Massachusetts law, on the other hand, is not quite as clear. Although the title of Section 10 of the MA Act states “Contracts pertaining to marijuana enforceable”, the body of that section seems to be limited to “marijuana establishments”. The definition of “marijuana establishments” is limited to those holding a license under the MA Act. Individuals are not required to hold a license in order to possess marijuana or to grow a limited number of plants. Therefore, it is unclear whether personal lines insurers in Massachusetts could challenge the insurable interest in marijuana.

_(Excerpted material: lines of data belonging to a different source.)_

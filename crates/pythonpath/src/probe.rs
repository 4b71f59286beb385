use std::env;
use std::ffi::OsString;
use std::path::Path;

/// 直譯器搜尋路徑的環境變數。 / Environment variable holding the interpreter search path.
pub const PYTHONPATH_VAR: &str = "PYTHONPATH";

/// 載入路徑時需要的檔案系統查詢。 / Filesystem queries needed while loading paths.
pub trait FsProbe {
    fn is_directory(&self, path: &str) -> bool;
}

/// 實際檔案系統的查詢。 / Probe backed by the real filesystem.
#[derive(Debug, Clone, Copy, Default)]
pub struct OsFsProbe;

impl FsProbe for OsFsProbe {
    fn is_directory(&self, path: &str) -> bool {
        Path::new(path).is_dir()
    }
}

impl<F> FsProbe for F
where
    F: Fn(&str) -> bool,
{
    fn is_directory(&self, path: &str) -> bool {
        self(path)
    }
}

/// 程式啟動時的系統搜尋路徑來源。 / Source of the system search path observed at process start.
pub trait SystemPathSource {
    fn system_path(&self) -> Vec<String>;
}

/// 從環境變數讀取搜尋路徑。 / Reads the search path from an environment variable (`PYTHONPATH` by default).
#[derive(Debug, Clone)]
pub struct EnvSystemPath {
    var: OsString,
}

impl EnvSystemPath {
    pub fn new(var: impl Into<OsString>) -> Self {
        Self { var: var.into() }
    }
}

impl Default for EnvSystemPath {
    fn default() -> Self {
        Self::new(PYTHONPATH_VAR)
    }
}

impl SystemPathSource for EnvSystemPath {
    fn system_path(&self) -> Vec<String> {
        match env::var_os(&self.var) {
            Some(value) => split_search_path(&value),
            None => Vec::new(),
        }
    }
}

/// 固定的系統路徑。 / Fixed system path, for hosts that compute it themselves.
#[derive(Debug, Clone, Default, PartialEq, Eq)]
pub struct StaticSystemPath(pub Vec<String>);

impl SystemPathSource for StaticSystemPath {
    fn system_path(&self) -> Vec<String> {
        self.0.clone()
    }
}

/// 拆解搜尋路徑字串。 / Splits an OS search-path value, dropping empty entries.
pub fn split_search_path(value: &OsString) -> Vec<String> {
    env::split_paths(value)
        .filter(|path| !path.as_os_str().is_empty())
        .map(|path| path.to_string_lossy().into_owned())
        .collect()
}
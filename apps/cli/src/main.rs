use std::path::{Path, PathBuf};

use anyhow::{anyhow, bail, Context, Result};
use clap::{Args, Parser, Subcommand, ValueEnum};
use pathdock_plugins::{
    PluginId, PreferencesAction, PythonpathManager, Workbench, MOST_IMPORTANT_PAGES,
};
use pathdock_pythonpath::{
    join_pythonpath, AddOutcome, EnvSystemPath, Move, PathManagerModel, Section,
    SystemPathSource,
};
use pathdock_settings::JsonConfigStore;
use tracing::debug;
use tracing_subscriber::EnvFilter;

#[derive(Parser)]
#[command(
    name = "pathdock",
    about = "Manage the PYTHONPATH of pathdock workspaces",
    author,
    version
)]
struct Cli {
    /// 指定工作區根目錄；預設為目前目錄。 / Workspace root (defaults to current directory).
    #[arg(long, global = true, value_name = "PATH")]
    workspace: Option<PathBuf>,
    /// 輸出除錯記錄。 / Print debug logs to stderr.
    #[arg(long, short, global = true)]
    verbose: bool,
    #[command(subcommand)]
    command: Commands,
}

#[derive(Subcommand)]
enum Commands {
    /// 管理 PYTHONPATH。 / Inspect and edit the PYTHONPATH.
    #[command(subcommand)]
    Pythonpath(PythonpathCommand),
    /// 列出外掛啟動順序。 / Print the plugin startup order.
    Plugins,
    /// 偏好設定頁面與動作。 / Preferences pages and actions.
    #[command(subcommand)]
    Preferences(PreferencesCommand),
}

#[derive(Subcommand)]
enum PythonpathCommand {
    /// 依優先順序列出路徑。 / List the paths in precedence order.
    List(ProjectArgs),
    /// 新增使用者路徑。 / Add a user path at the top of the list.
    Add(AddArgs),
    /// 移除使用者路徑。 / Remove a user path.
    Remove(PathArg),
    /// 啟用路徑。 / Enable a path.
    Enable(PathArg),
    /// 停用路徑。 / Disable a path.
    Disable(PathArg),
    /// 調整使用者路徑順序。 / Reorder a user path.
    Move(MoveArgs),
    /// 輸出 PYTHONPATH 值。 / Print the value to export as PYTHONPATH.
    Export(ExportArgs),
}

#[derive(Args)]
struct ProjectArgs {
    /// 視為已開啟的專案目錄。 / Project directory to treat as open.
    #[arg(long, value_name = "DIR")]
    project: Option<PathBuf>,
}

#[derive(Args)]
struct PathArg {
    #[arg(value_name = "DIR")]
    path: PathBuf,
}

#[derive(Args)]
struct AddArgs {
    #[arg(value_name = "DIR")]
    path: PathBuf,
    /// 新增後保持停用。 / Keep the new path disabled.
    #[arg(long)]
    inactive: bool,
}

#[derive(Args)]
struct MoveArgs {
    #[arg(value_name = "DIR")]
    path: PathBuf,
    #[arg(long, value_enum)]
    to: MoveChoice,
}

#[derive(Clone, Copy, Debug, ValueEnum)]
enum MoveChoice {
    Top,
    Up,
    Down,
    Bottom,
}

impl MoveChoice {
    fn label(self) -> &'static str {
        match self {
            MoveChoice::Top => "top",
            MoveChoice::Up => "up",
            MoveChoice::Down => "down",
            MoveChoice::Bottom => "bottom",
        }
    }
}

impl From<MoveChoice> for Move {
    fn from(choice: MoveChoice) -> Self {
        match choice {
            MoveChoice::Top => Move::Top,
            MoveChoice::Up => Move::Up,
            MoveChoice::Down => Move::Down,
            MoveChoice::Bottom => Move::Bottom,
        }
    }
}

#[derive(Args)]
struct ExportArgs {
    #[command(flatten)]
    project: ProjectArgs,
    /// 捨棄目前環境中的 PYTHONPATH。 / Drop the entries of the current PYTHONPATH.
    #[arg(long)]
    clear: bool,
}

#[derive(Subcommand)]
enum PreferencesCommand {
    /// 依顯示順序列出設定頁面。 / List configuration pages in display order.
    Pages,
    /// 列出偏好設定動作。 / List the preferences actions.
    Actions,
}

type CliWorkbench = Workbench<JsonConfigStore>;

fn main() {
    if let Err(err) = run() {
        eprintln!("Error: {err:#}");
        std::process::exit(1);
    }
}

fn run() -> Result<()> {
    let Cli {
        workspace,
        verbose,
        command,
    } = Cli::parse();
    if verbose {
        init_logging()?;
    }
    let workspace_root = resolve_workspace(workspace)?;
    debug!(workspace = %workspace_root.display(), "resolved workspace");
    match command {
        Commands::Pythonpath(subcommand) => execute_pythonpath_command(subcommand, &workspace_root),
        Commands::Plugins => list_plugins(&workspace_root),
        Commands::Preferences(subcommand) => {
            execute_preferences_command(subcommand, &workspace_root)
        }
    }
}

fn init_logging() -> Result<()> {
    let filter = EnvFilter::try_from_default_env().unwrap_or_else(|_| EnvFilter::new("debug"));
    tracing_subscriber::fmt()
        .with_env_filter(filter)
        .with_writer(std::io::stderr)
        .try_init()
        .map_err(|err| anyhow!("failed to install logger: {err}"))
}

fn execute_pythonpath_command(command: PythonpathCommand, workspace_root: &Path) -> Result<()> {
    match command {
        PythonpathCommand::List(args) => list_pythonpath(args, workspace_root),
        PythonpathCommand::Add(args) => {
            let dir = resolve_input_path(&args.path)?;
            if !dir.is_dir() {
                bail!("'{}' is not a directory", dir.display());
            }
            let dir = path_string(&dir);
            edit_pythonpath(workspace_root, |model| {
                let message = match model.add_path(&dir, true) {
                    AddOutcome::Added => format!("Added {dir}"),
                    AddOutcome::AlreadyPresent => format!("{dir} is already listed; moved to top"),
                    AddOutcome::Rejected => {
                        bail!("'{dir}' is an interpreter package directory and cannot be added")
                    }
                };
                if args.inactive {
                    model.set_active(&dir, false)?;
                }
                Ok(message)
            })
        }
        PythonpathCommand::Remove(args) => {
            let dir = path_string(&resolve_input_path(&args.path)?);
            edit_pythonpath(workspace_root, |model| {
                model.remove_path(&dir)?;
                Ok(format!("Removed {dir}"))
            })
        }
        PythonpathCommand::Enable(args) => toggle_path(&args.path, true, workspace_root),
        PythonpathCommand::Disable(args) => toggle_path(&args.path, false, workspace_root),
        PythonpathCommand::Move(args) => {
            let dir = path_string(&resolve_input_path(&args.path)?);
            edit_pythonpath(workspace_root, |model| {
                model.move_path(&dir, args.to.into())?;
                Ok(format!("Moved {dir} to {}", args.to.label()))
            })
        }
        PythonpathCommand::Export(args) => export_pythonpath(args, workspace_root),
    }
}

fn toggle_path(path: &Path, active: bool, workspace_root: &Path) -> Result<()> {
    let dir = path_string(&resolve_input_path(path)?);
    edit_pythonpath(workspace_root, |model| {
        model.set_active(&dir, active)?;
        let verb = if active { "Enabled" } else { "Disabled" };
        Ok(format!("{verb} {dir}"))
    })
}

fn list_pythonpath(args: ProjectArgs, workspace_root: &Path) -> Result<()> {
    let mut workbench = start_workbench(workspace_root)?;
    open_project(&mut workbench, args.project.as_deref())?;

    let model = workbench.pythonpath().path_manager();
    let map = workbench.pythonpath().resolver().precedence_map();
    for (path, active) in map.iter() {
        let state = if active { "active" } else { "inactive" };
        let section = section_label(&model, path);
        println!("{state:<8} {section:<7} {path}");
    }

    workbench.shutdown()?;
    Ok(())
}

fn export_pythonpath(args: ExportArgs, workspace_root: &Path) -> Result<()> {
    let mut workbench = start_workbench(workspace_root)?;
    open_project(&mut workbench, args.project.project.as_deref())?;

    let existing = EnvSystemPath::default().system_path();
    let paths = workbench
        .pythonpath()
        .path_manager()
        .export(&existing, args.clear);
    let joined = join_pythonpath(&paths)?;
    println!("{}", joined.to_string_lossy());

    workbench.shutdown()?;
    Ok(())
}

/// Runs `edit` on a fresh path-manager model and applies the result.
fn edit_pythonpath<F>(workspace_root: &Path, edit: F) -> Result<()>
where
    F: FnOnce(&mut PathManagerModel) -> Result<String>,
{
    let mut workbench = start_workbench(workspace_root)?;
    let mut model = workbench.pythonpath().path_manager();
    let message = edit(&mut model)?;
    match model.accept() {
        Some(map) => {
            workbench.update_pythonpath(&map)?;
        }
        None => debug!("path manager left unchanged"),
    }
    workbench.shutdown()?;
    println!("{message}");
    Ok(())
}

fn list_plugins(workspace_root: &Path) -> Result<()> {
    let workbench = load_workbench(workspace_root)?;
    for (index, id) in workbench.startup_order()?.into_iter().enumerate() {
        let name = workbench.plugin_name(id).unwrap_or_default();
        println!("{}. {id} ({name})", index + 1);
    }
    Ok(())
}

fn execute_preferences_command(command: PreferencesCommand, workspace_root: &Path) -> Result<()> {
    match command {
        PreferencesCommand::Pages => {
            let mut workbench = start_workbench(workspace_root)?;
            for page in workbench.preferences().pages() {
                let marker = if MOST_IMPORTANT_PAGES.contains(&page.plugin) {
                    "*"
                } else {
                    " "
                };
                println!("{marker} {} ({})", page.title, page.plugin);
            }
            workbench.shutdown()?;
            Ok(())
        }
        PreferencesCommand::Actions => {
            for action in PreferencesAction::ALL {
                println!("{}:{}", PluginId::Preferences, action.as_str());
            }
            Ok(())
        }
    }
}

fn section_label(model: &PathManagerModel, path: &str) -> &'static str {
    match model.section_of(path) {
        Some(Section::Project) => "project",
        Some(Section::User) => "user",
        // Interpreter package directories are hidden from the model.
        Some(Section::System) | None => "system",
    }
}

fn open_project(workbench: &mut CliWorkbench, project: Option<&Path>) -> Result<()> {
    if let Some(project) = project {
        let dir = resolve_input_path(project)?;
        workbench.open_project(&path_string(&dir))?;
    }
    Ok(())
}

fn load_workbench(workspace_root: &Path) -> Result<CliWorkbench> {
    let path = config_path(workspace_root);
    let config = JsonConfigStore::load(&path)
        .with_context(|| format!("failed to load configuration from {}", path.display()))?;
    let manager = PythonpathManager::new(
        config,
        Box::new(EnvSystemPath::default()),
        Some(state_dir(workspace_root)),
    );
    Ok(Workbench::new(manager))
}

fn start_workbench(workspace_root: &Path) -> Result<CliWorkbench> {
    let mut workbench = load_workbench(workspace_root)?;
    workbench.start().context("failed to start plugins")?;
    Ok(workbench)
}

fn state_dir(workspace_root: &Path) -> PathBuf {
    workspace_root.join(".pathdock")
}

fn config_path(workspace_root: &Path) -> PathBuf {
    state_dir(workspace_root).join("config.json")
}

fn path_string(path: &Path) -> String {
    path.to_string_lossy().into_owned()
}

fn resolve_workspace(workspace: Option<PathBuf>) -> Result<PathBuf> {
    match workspace {
        Some(path) => resolve_input_path(&path),
        None => std::env::current_dir().context("determine current directory"),
    }
}

fn resolve_input_path(path: &Path) -> Result<PathBuf> {
    if path.is_absolute() {
        Ok(path.to_path_buf())
    } else {
        Ok(std::env::current_dir()
            .context("determine current directory")?
            .join(path))
    }
}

In Rhode Island, policy regarding marijuana use is already subject to shifting sands. The Rhode Island Superior Court recently held that a local company is guilty of discriminating against a prospective employee for refusing to hire the employee because the employee actively used medical marijuana pursuant to a state-issued medical marijuana card and would admittedly not be able to pass a mandatory drug test or comply with the company’s drug-free workplace policy. The decision in Callaghan v. Darlington Fabrics and the Moore Company made clear that the Hawkins-Slater Medical Marijuana Act (the “Hawkins-Slater Act”), which prohibits discrimination against card-carrying medical marijuana users, also protects the cardholder’s actual use of marijuana. The Court went so far as to find that the company’s attempted distinction between holding a card and using the drug to be “incredulous” as such a reading of the law would render the Hawkins-Slater Act almost meaningless.
It should be noted that while protecting the cardholder’s “use” in general, the Hawkins-Slater Act also provides some protection to the employer. First, the Hawkins-Slater Act makes clear that the employer is not required to “accommodate the medical use of marijuana in any workplace”. This is of some assistance. However, although the Hawkins-Slater Act does not require “accommodation”, neither does it state that an employer may discipline or terminate any employee under the influence of medical marijuana while at work. Second, the Hawkins-Slater Act does not require or allow a person under the influence of medical marijuana to engage in certain work. But even this provision is limited; the actual language of the Hawkins-Slater Act is that work is not permitted under the influence of marijuana “when doing so would constitute negligence or professional malpractice”.
Will Rhode Island insurers amend their employment practices liability policies in light of the holding in this case? Will they revisit other policies in light of the hazy line of what may constitute permitted work under the influence of marijuana without running afoul of state law?
These are only a few examples of what Rhode Island may encounter. As with any change to the status quo, there will be growing pains as the laws and regulations relating to marijuana use – whatever they may be – intersect with laws and regulations in other areas. Insurance most definitely is one of those areas. We will continue to keep you updated.